Thursday, 12 May 2016

How not to screw up installing the JIRA plugin for Netbeans

OK so you want a fully integrated IDE environment so let's install the JIRA plugin into our Netbeans environment. Easy-peasy Plugins->Available Plugins->JIRA and Install....


OK, JIRA appears to be a special plugin that gets installed in Netbeans' installation directory which you had dutifully installed as root. So I'll run Netbeans with sudo and all will be well, indeed the JIRA plugin will install...

...at that point all hell breaks loose! When you run it again without sudo Netbeans either fails to start of complains about permissions left, right and centre.

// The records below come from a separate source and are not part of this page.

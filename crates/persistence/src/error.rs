//! Error types for the persistence layer.
//!
//! This module defines all error types used throughout the persistence layer,
//! following a hierarchy that separates record state errors, validation errors,
//! backend errors and bulk transfer errors.

// Error enum variant fields are self-documenting via their #[error(...)] messages
#![allow(missing_docs)]

use std::fmt;

use thiserror::Error;

use crate::types::UniqueField;
use crate::validation::Violation;

/// The primary error type for all storage operations.
///
/// This enum encompasses all possible errors that can occur during persistence
/// operations, organized by category.
#[derive(Error, Debug)]
pub enum StorageError {
    /// Record state errors
    #[error(transparent)]
    Record(#[from] RecordError),

    /// Validation errors
    #[error(transparent)]
    Validation(#[from] ValidationError),

    /// Backend-specific errors
    #[error(transparent)]
    Backend(#[from] BackendError),

    /// CSV import errors
    #[error(transparent)]
    Import(#[from] ImportError),

    /// CSV export errors
    #[error(transparent)]
    Export(#[from] ExportError),
}

impl StorageError {
    /// Returns `true` when the error means the datastore could not be reached.
    pub fn is_unavailable(&self) -> bool {
        matches!(
            self,
            StorageError::Backend(
                BackendError::Unavailable { .. } | BackendError::ConnectionFailed { .. }
            )
        )
    }
}

/// Which uniqueness rule a conflicting write violated.
#[derive(Debug, Clone, Copy, PartialEq, Eq)]
pub enum ConflictKey {
    /// Another record already uses the e-mail address.
    Email,
    /// Another record already uses the phone number.
    Phone,
    /// A record with the same identifier already exists.
    Id,
    /// The datastore reported a duplicate without naming the key.
    Unknown,
}

impl From<UniqueField> for ConflictKey {
    fn from(field: UniqueField) -> Self {
        match field {
            UniqueField::Email => ConflictKey::Email,
            UniqueField::Phone => ConflictKey::Phone,
        }
    }
}

impl fmt::Display for ConflictKey {
    fn fmt(&self, f: &mut fmt::Formatter<'_>) -> fmt::Result {
        match self {
            ConflictKey::Email => write!(f, "email"),
            ConflictKey::Phone => write!(f, "phone"),
            ConflictKey::Id => write!(f, "id"),
            ConflictKey::Unknown => write!(f, "unknown key"),
        }
    }
}

/// Errors related to record state.
#[derive(Error, Debug)]
pub enum RecordError {
    /// The requested record was not found.
    #[error("user not found: {id}")]
    NotFound { id: String },

    /// A record with the same unique key already exists.
    #[error("user already exists (duplicate {key})")]
    AlreadyExists { key: ConflictKey },
}

/// Errors related to record validation.
#[derive(Error, Debug)]
pub enum ValidationError {
    /// The record failed one or more field checks.
    #[error("invalid user: {}", join_violations(.violations))]
    InvalidRecord { violations: Vec<Violation> },

    /// The identifier is not a 24 character hex object id.
    #[error("not a valid id: {value}")]
    InvalidIdentifier { value: String },
}

fn join_violations(violations: &[Violation]) -> String {
    violations
        .iter()
        .map(|v| v.message.as_str())
        .collect::<Vec<_>>()
        .join("; ")
}

/// Errors originating from the database backend.
#[derive(Error, Debug)]
pub enum BackendError {
    /// The backend is currently unavailable.
    #[error("backend unavailable: {backend_name}")]
    Unavailable {
        backend_name: String,
        message: String,
    },

    /// Connection to the backend failed.
    #[error("connection failed to {backend_name}: {message}")]
    ConnectionFailed {
        backend_name: String,
        message: String,
    },

    /// Schema or index setup failed.
    #[error("schema initialization failed: {message}")]
    SchemaError { message: String },

    /// Internal backend error.
    #[error("internal error in {backend_name}: {message}")]
    Internal {
        backend_name: String,
        message: String,
        #[source]
        source: Option<Box<dyn std::error::Error + Send + Sync>>,
    },

    /// Serialization/deserialization error.
    #[error("serialization error: {message}")]
    SerializationError { message: String },
}

/// Errors related to CSV import.
#[derive(Error, Debug)]
pub enum ImportError {
    /// The request body was empty.
    #[error("Input is empty")]
    EmptyInput,

    /// The body is not well-formed CSV.
    #[error("malformed CSV: {message}")]
    Parse { message: String },

    /// A write failed part way through the import.
    #[error("import aborted at row {row} after {applied} records: {source}")]
    Aborted {
        applied: usize,
        row: usize,
        #[source]
        source: Box<StorageError>,
    },
}

/// Errors related to CSV export.
#[derive(Error, Debug)]
pub enum ExportError {
    /// There are no records to export.
    #[error("There is nothing to show")]
    Empty,

    /// Error writing export output.
    #[error("export write error: {message}")]
    WriteError { message: String },
}

/// Result type alias for storage operations.
pub type StorageResult<T> = Result<T, StorageError>;

// Implement conversions from common error types

impl From<serde_json::Error> for StorageError {
    fn from(err: serde_json::Error) -> Self {
        StorageError::Backend(BackendError::SerializationError {
            message: err.to_string(),
        })
    }
}

impl From<csv::Error> for ImportError {
    fn from(err: csv::Error) -> Self {
        ImportError::Parse {
            message: err.to_string(),
        }
    }
}

impl From<csv::Error> for ExportError {
    fn from(err: csv::Error) -> Self {
        ExportError::WriteError {
            message: err.to_string(),
        }
    }
}

#[cfg(feature = "mongodb")]
impl From<mongodb::error::Error> for StorageError {
    fn from(err: mongodb::error::Error) -> Self {
        crate::backends::mongodb::classify_error(err)
    }
}

#[cfg(test)]
mod tests {
    use super::*;

    #[test]
    fn test_storage_error_display() {
        let err = StorageError::Record(RecordError::NotFound {
            id: "5c8a1d5b0190b214360dc031".to_string(),
        });
        assert_eq!(err.to_string(), "user not found: 5c8a1d5b0190b214360dc031");
    }

    #[test]
    fn test_conflict_display_names_key() {
        let err = RecordError::AlreadyExists {
            key: ConflictKey::Phone,
        };
        assert_eq!(err.to_string(), "user already exists (duplicate phone)");
    }

    #[test]
    fn test_invalid_record_joins_messages() {
        let err = ValidationError::InvalidRecord {
            violations: vec![
                Violation::new("email", "email is incorrect"),
                Violation::new("first_name", "first name is incorrect"),
            ],
        };
        assert_eq!(
            err.to_string(),
            "invalid user: email is incorrect; first name is incorrect"
        );
    }

    #[test]
    fn test_import_error_display() {
        assert_eq!(ImportError::EmptyInput.to_string(), "Input is empty");

        let err = ImportError::Aborted {
            applied: 2,
            row: 3,
            source: Box::new(StorageError::Backend(BackendError::Unavailable {
                backend_name: "mongodb".to_string(),
                message: "no servers".to_string(),
            })),
        };
        assert!(err.to_string().contains("row 3 after 2 records"));
    }

    #[test]
    fn test_is_unavailable() {
        let err = StorageError::Backend(BackendError::Unavailable {
            backend_name: "memory".to_string(),
            message: "down".to_string(),
        });
        assert!(err.is_unavailable());

        let err = StorageError::Record(RecordError::NotFound { id: "x".to_string() });
        assert!(!err.is_unavailable());
    }

    #[test]
    fn test_conflict_key_from_unique_field() {
        assert_eq!(ConflictKey::from(UniqueField::Email), ConflictKey::Email);
        assert_eq!(ConflictKey::from(UniqueField::Phone), ConflictKey::Phone);
    }
}
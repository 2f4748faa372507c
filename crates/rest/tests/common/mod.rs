//! Common test utilities for REST API testing.

use std::sync::Arc;

use addressbook_persistence::backends::memory::MemoryBackend;
use addressbook_persistence::health::HealthStatusHandle;
use axum_test::TestServer;
use serde_json::{Value, json};

use addressbook_rest::{AppState, ServerConfig, create_app_with_state};

/// Contact API prefix.
pub const API: &str = "/api/v1/addressbook";

/// Creates a test server over a fresh in-memory backend.
pub fn create_test_server() -> (TestServer, Arc<MemoryBackend>) {
    create_test_server_with(ServerConfig::for_testing(), HealthStatusHandle::default())
}

/// Creates a test server with custom configuration and health handle.
pub fn create_test_server_with(
    config: ServerConfig,
    health: HealthStatusHandle,
) -> (TestServer, Arc<MemoryBackend>) {
    let backend = Arc::new(MemoryBackend::with_config(config.memory_config()));
    let state = AppState::new(Arc::clone(&backend), config).with_health(health);
    let app = create_app_with_state(state);
    let server = TestServer::new(app).expect("Failed to create test server");

    (server, backend)
}

/// Returns a valid contact body.
pub fn contact(first: &str, last: &str, email: &str, phone: &str) -> Value {
    json!({
        "first_name": first,
        "last_name": last,
        "email": email,
        "phone": phone,
    })
}

/// Creates a contact through the API and returns its id.
pub async fn seed_contact(server: &TestServer, body: Value) -> String {
    let response = server.post(&format!("{}/user", API)).json(&body).await;
    response.assert_status_ok();
    response.json::<Value>()["id"]
        .as_str()
        .expect("create response has an id")
        .to_string()
}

  • You've are running Netbeans in your home account as root!
  • Your local ~/.netbeans/8.x configuration will be be owned by root
  • The ~/.cache/netbeans storage will be owned by root
  • Any projects that were open and autocopy their files to another location will have been written as root  
Don't ever run Netbeans with sudo!

All the permissions can be fixed but it is a right PITA if you don't know about them all. Instead run Netbeans from root's home directory as root. Simply:

sudo su -
> netbeans

and then install the JIRA plugin. When you go back to your own account though JIRA might not be listed as an installed plugin it will be listed as Task Repository Connector.